News reports describe the scene as if it were a combat zone.

The New York Post reports:
“On Wednesday, the city’s Health and Hospitals Corp. called Elmhurst “the center of this crisis” while announcing that the coronavirus had killed 13 people there in 24 hours. Four more people died of the disease there on Thursday, the HHC said.”

I travel down Roosevelt Avenue to see the shape of things on the front.

All seems quiet.

Perhaps the nature of combat when the foe is a microscopic organism.
Perhaps just the nature of combat. A flurry of conflict is followed by long, agonizing stretches of inactivity. Waiting. Waiting for the enemy to return. Waiting for another attack to emerge from the fog. Waiting for further instruction from the commanding officer, generals kept far behind enemy lines.

Waiting for orders.

Waiting for another attack.



Patients are moved out one-by-one as they relocate to other medical facilities throughout the city.

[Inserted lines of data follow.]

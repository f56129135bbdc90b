use std::path::PathBuf;
use std::process::Stdio;
use std::sync::Arc;

use tokio::io::{AsyncBufReadExt, AsyncReadExt, AsyncWriteExt, BufReader};
use tokio::process::Command;
use tracing::debug;

use clawcord_core::config::ClaudeCodeConfig;

use crate::backend::{AssistantBackend, EventStream, QueryOptions};
use crate::error::AgentError;
use crate::event::parse_event_line;

/// Assistant backend that delegates to the Claude Code CLI
/// (`claude -p --output-format stream-json`).
///
/// Claude Code runs its own tools (Bash, Read, Write, ...) and reports each
/// step as a JSON line on stdout, which is decoded into `ResponseEvent`s as
/// it arrives.
pub struct ClaudeCliBackend {
    command: String,
    /// Passed to the child as `ANTHROPIC_API_KEY`; the bot's own environment
    /// is left untouched.
    api_key: Option<String>,
    working_dir: Option<PathBuf>,
}

impl ClaudeCliBackend {
    pub fn new(command: impl Into<String>) -> Self {
        Self {
            command: command.into(),
            api_key: None,
            working_dir: None,
        }
    }

    pub fn from_config(config: &ClaudeCodeConfig) -> Self {
        Self::new(config.command.clone())
            .with_api_key(config.api_key.clone())
            .with_working_dir(config.working_dir.clone())
    }

    pub fn with_api_key(mut self, key: Option<String>) -> Self {
        self.api_key = key.filter(|k| !k.trim().is_empty());
        self
    }

    pub fn with_working_dir(mut self, dir: Option<String>) -> Self {
        self.working_dir = dir.map(PathBuf::from);
        self
    }

    /// Assemble the CLI invocation for one query. The prompt goes to stdin.
    fn build_command(&self, options: &QueryOptions) -> Command {
        let mut cmd = Command::new(&self.command);
        cmd.arg("-p")
            .arg("--output-format")
            .arg("stream-json")
            .arg("--verbose");

        if !options.system_prompt.is_empty() {
            cmd.arg("--system-prompt").arg(&options.system_prompt);
        }

        if options.allowed_tools.contains("*") {
            // Wildcard = skip all permission checks.
            cmd.arg("--dangerously-skip-permissions");
        } else {
            for tool in &options.allowed_tools {
                cmd.arg("--allowedTools").arg(tool);
            }
        }

        if let Some(turns) = options.max_turns {
            cmd.arg("--max-turns").arg(turns.to_string());
        }
        if let Some(ref model) = options.model {
            cmd.arg("--model").arg(model);
        }
        if let Some(ref key) = self.api_key {
            cmd.env("ANTHROPIC_API_KEY", key);
        }
        if let Some(ref dir) = self.working_dir {
            cmd.current_dir(dir);
        }

        cmd.stdin(Stdio::piped())
            .stdout(Stdio::piped())
            .stderr(Stdio::piped())
            .kill_on_drop(true);
        cmd
    }
}

impl AssistantBackend for ClaudeCliBackend {
    fn name(&self) -> &str {
        "claude-cli"
    }

    fn query(&self, prompt: String, options: Arc<QueryOptions>) -> EventStream {
        let mut cmd = self.build_command(&options);
        let command = self.command.clone();

        Box::pin(async_stream::stream! {
            debug!(prompt_len = prompt.len(), "spawning claude CLI");

            let mut child = match cmd.spawn() {
                Ok(child) => child,
                Err(e) if e.kind() == std::io::ErrorKind::NotFound => {
                    yield Err(AgentError::NotFound(command));
                    return;
                }
                Err(e) => {
                    yield Err(AgentError::Spawn(e));
                    return;
                }
            };

            // Write prompt to stdin, then close it.
            if let Some(mut stdin) = child.stdin.take() {
                if let Err(e) = stdin.write_all(prompt.as_bytes()).await {
                    yield Err(AgentError::Io(e));
                }
                drop(stdin);
            }

            // Drain stderr concurrently so a chatty CLI never blocks on a full pipe.
            let stderr_task = child.stderr.take().map(|stderr| {
                tokio::spawn(async move {
                    let mut buf = String::new();
                    let _ = BufReader::new(stderr).read_to_string(&mut buf).await;
                    buf
                })
            });

            if let Some(stdout) = child.stdout.take() {
                let mut lines = BufReader::new(stdout).lines();
                loop {
                    match lines.next_line().await {
                        Ok(Some(line)) => match parse_event_line(&line) {
                            Ok(Some(event)) => yield Ok(event),
                            Ok(None) => {}
                            Err(e) => yield Err(e),
                        },
                        Ok(None) => break,
                        Err(e) => {
                            yield Err(AgentError::Io(e));
                            break;
                        }
                    }
                }
            }

            let stderr = match stderr_task {
                Some(task) => task.await.unwrap_or_default(),
                None => String::new(),
            };

            match child.wait().await {
                Ok(status) if status.success() => {
                    debug!("claude CLI finished");
                }
                Ok(status) => {
                    yield Err(AgentError::Exit {
                        status,
                        stderr: stderr.trim().to_string(),
                    });
                }
                Err(e) => yield Err(AgentError::Io(e)),
            }
        })
    }
}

Freelance photographers try to capture images they can sell to various news agencies.

I can’t blame them.

We’re all trying to eek out a living in these torrid economic times.

Where does all of this end up?

What we don’t know is the most terrifying facet of all this.

Like the virus, what we can’t see is the most unsettling thing.

A good Samaritan donates medical supplies. A reminder that we tend to default to good as opposed to evil. We are communal creatures. Unlike the virus, we try to make the cells around us better.
Not sicker.

Lines of people waiting to get tested for the virus. I am told that the mornings are the busiest time. Lines of people wind through the barricades, waiting to see if they are positive or negative.